Home Page Discussion


Salon du Tapis d'Orient

The Salon du Tapis d'Orient is a moderated discussion group in the manner of the 19th century salon devoted to oriental rugs and textiles and all aspects of their appreciation. Please include your full name and e-mail address in your posting.


Date Attribution: Criteria and Precision

by Steve Price

Attribution and criteria for attribution are recurring themes here. The issue is usually geographic or tribal origin: how we know where a piece was made, who made it, and how certain we can be of the answers. Date attribution is less often debated, but it comes up and is of considerable importance to collectors, partly because of the relationship between age and market value of a textile.

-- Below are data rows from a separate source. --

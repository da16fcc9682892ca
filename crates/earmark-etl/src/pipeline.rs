use std::path::Path;
use std::sync::Arc;

use earmark_core::{Catalog, ColumnAliases, Result};
use earmark_search::{RecommenderContext, SharedContext, TfidfVectorizer};

use crate::clean::{CleanReport, Cleaner};
use crate::config::Config;
use crate::load::{Loader, RawTable};

/// Loader, cleaner and vectorizer wired together.
///
/// Each run is a pure function of the two inputs and the settings, so
/// running twice over the same files yields identical contexts.
#[derive(Debug, Clone, Default)]
pub struct Pipeline {
    loader: Loader,
    cleaner: Cleaner,
    vectorizer: TfidfVectorizer,
}

impl Pipeline {
    #[must_use]
    pub fn new(loader: Loader, cleaner: Cleaner, vectorizer: TfidfVectorizer) -> Self {
        Self {
            loader,
            cleaner,
            vectorizer,
        }
    }

    /// Build every stage from the settings in `config`, reading the column
    /// alias file if one is configured.
    pub fn from_config(config: &Config) -> Result<Self> {
        let aliases = match &config.column_aliases {
            Some(path) => {
                log::info!("Loading column aliases from {}", path.display());
                ColumnAliases::load(path)?
            }
            None => ColumnAliases::default(),
        };

        let loader = Loader::new(aliases).with_join(config.join);
        let cleaner = Cleaner::new()
            .with_missing_description(config.missing_description)
            .with_require_rating(config.require_rating);
        let vectorizer = TfidfVectorizer::new()
            .with_stop_words(config.stop_words)
            .with_max_features(config.vocabulary_cap());

        Ok(Self::new(loader, cleaner, vectorizer))
    }

    /// Load and clean the two CSV exports without fitting the vectorizer.
    ///
    /// Listings and stats only need the catalog, and succeed even when no
    /// description holds a usable term.
    pub fn load_catalog(&self, primary: &Path, secondary: &Path) -> Result<Catalog> {
        let (primary, secondary) = read_tables(primary, secondary)?;
        self.clean_tables(primary, secondary)
            .map(|(catalog, _report)| catalog)
    }

    /// Same as [`Pipeline::load_catalog`] over tables already in memory,
    /// also returning the cleaning counts.
    pub fn clean_tables(
        &self,
        primary: RawTable,
        secondary: RawTable,
    ) -> Result<(Catalog, CleanReport)> {
        let records = self.loader.load_tables(primary, secondary)?;
        self.cleaner.clean(records)
    }

    /// Load, clean and fit from the two CSV exports.
    pub fn run(&self, primary: &Path, secondary: &Path) -> Result<RecommenderContext> {
        let (primary, secondary) = read_tables(primary, secondary)?;
        self.run_tables(primary, secondary)
            .map(|(context, _report)| context)
    }

    /// Same as [`Pipeline::run`] over tables already in memory, also
    /// returning the cleaning counts.
    pub fn run_tables(
        &self,
        primary: RawTable,
        secondary: RawTable,
    ) -> Result<(RecommenderContext, CleanReport)> {
        let (catalog, report) = self.clean_tables(primary, secondary)?;
        let context = RecommenderContext::fit(catalog, &self.vectorizer)?;

        log::info!(
            "Fitted {} entries over a vocabulary of {} terms",
            context.len(),
            context.vocabulary().len()
        );
        Ok((context, report))
    }

    /// Re-fit from the two exports and swap the result into `shared`.
    ///
    /// On failure the shared context is left untouched.
    pub fn refresh(
        &self,
        shared: &SharedContext,
        primary: &Path,
        secondary: &Path,
    ) -> Result<Arc<RecommenderContext>> {
        let context = self.run(primary, secondary)?;
        Ok(shared.replace(context))
    }
}

fn read_tables(primary: &Path, secondary: &Path) -> Result<(RawTable, RawTable)> {
    log::info!(
        "Building catalog from {} and {}",
        primary.display(),
        secondary.display()
    );
    Ok((RawTable::from_path(primary)?, RawTable::from_path(secondary)?))
}

/// Build a fitted context from the configured data files.
pub fn build_context(config: &Config) -> Result<RecommenderContext> {
    Pipeline::from_config(config)?.run(&config.catalog_path, &config.features_path)
}

/// Load and clean the configured data files into a catalog, without fitting.
pub fn build_catalog(config: &Config) -> Result<Catalog> {
    Pipeline::from_config(config)?.load_catalog(&config.catalog_path, &config.features_path)
}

As with geographic attribution, specifying a range of dates for a weaving is a probability statement that frequently masquerades as an assertion of fact. I would like to raise some general questions about them:
1. What criteria are used to determine the probable time of creation of a weaving?
2. How likely is it that the attribution is correct?
3. What is the narrowest range of dates into which we can realistically place a textile's origin?

The most common date attributions put textiles into a particular quarter or third of a century. Some authors, more conservative, simply assign a piece to a particular century. Jon Thompson did this when he wrote the catalog descriptions for Sotheby's auction of part of his collection in 1996.

Most of us have been taught to date rugs by various criteria. The most common is by learning to recognize synthetic dyes. Since they didn't exist prior to 1858, a rug with a palette that includes a synthetic dye must have been woven later than that, probably after 1875 (the 1858 date is the first literature report of synthesis of a dye in a laboratory; commercialization didn't take long, but was not instantaneous). Various designs, motifs, textures, even overall shapes, are believed to correlate with age in certain weaving groups. But, I wonder, how much of this conventional wisdom is soundly based, how much is simply error accepted by repetition.

So, to put the topic into a succinct form: The literature is chock full of rugs with attributed dates, and every major auction catalog places such attributions on the listings. On how firm a foundation do age attributions rest?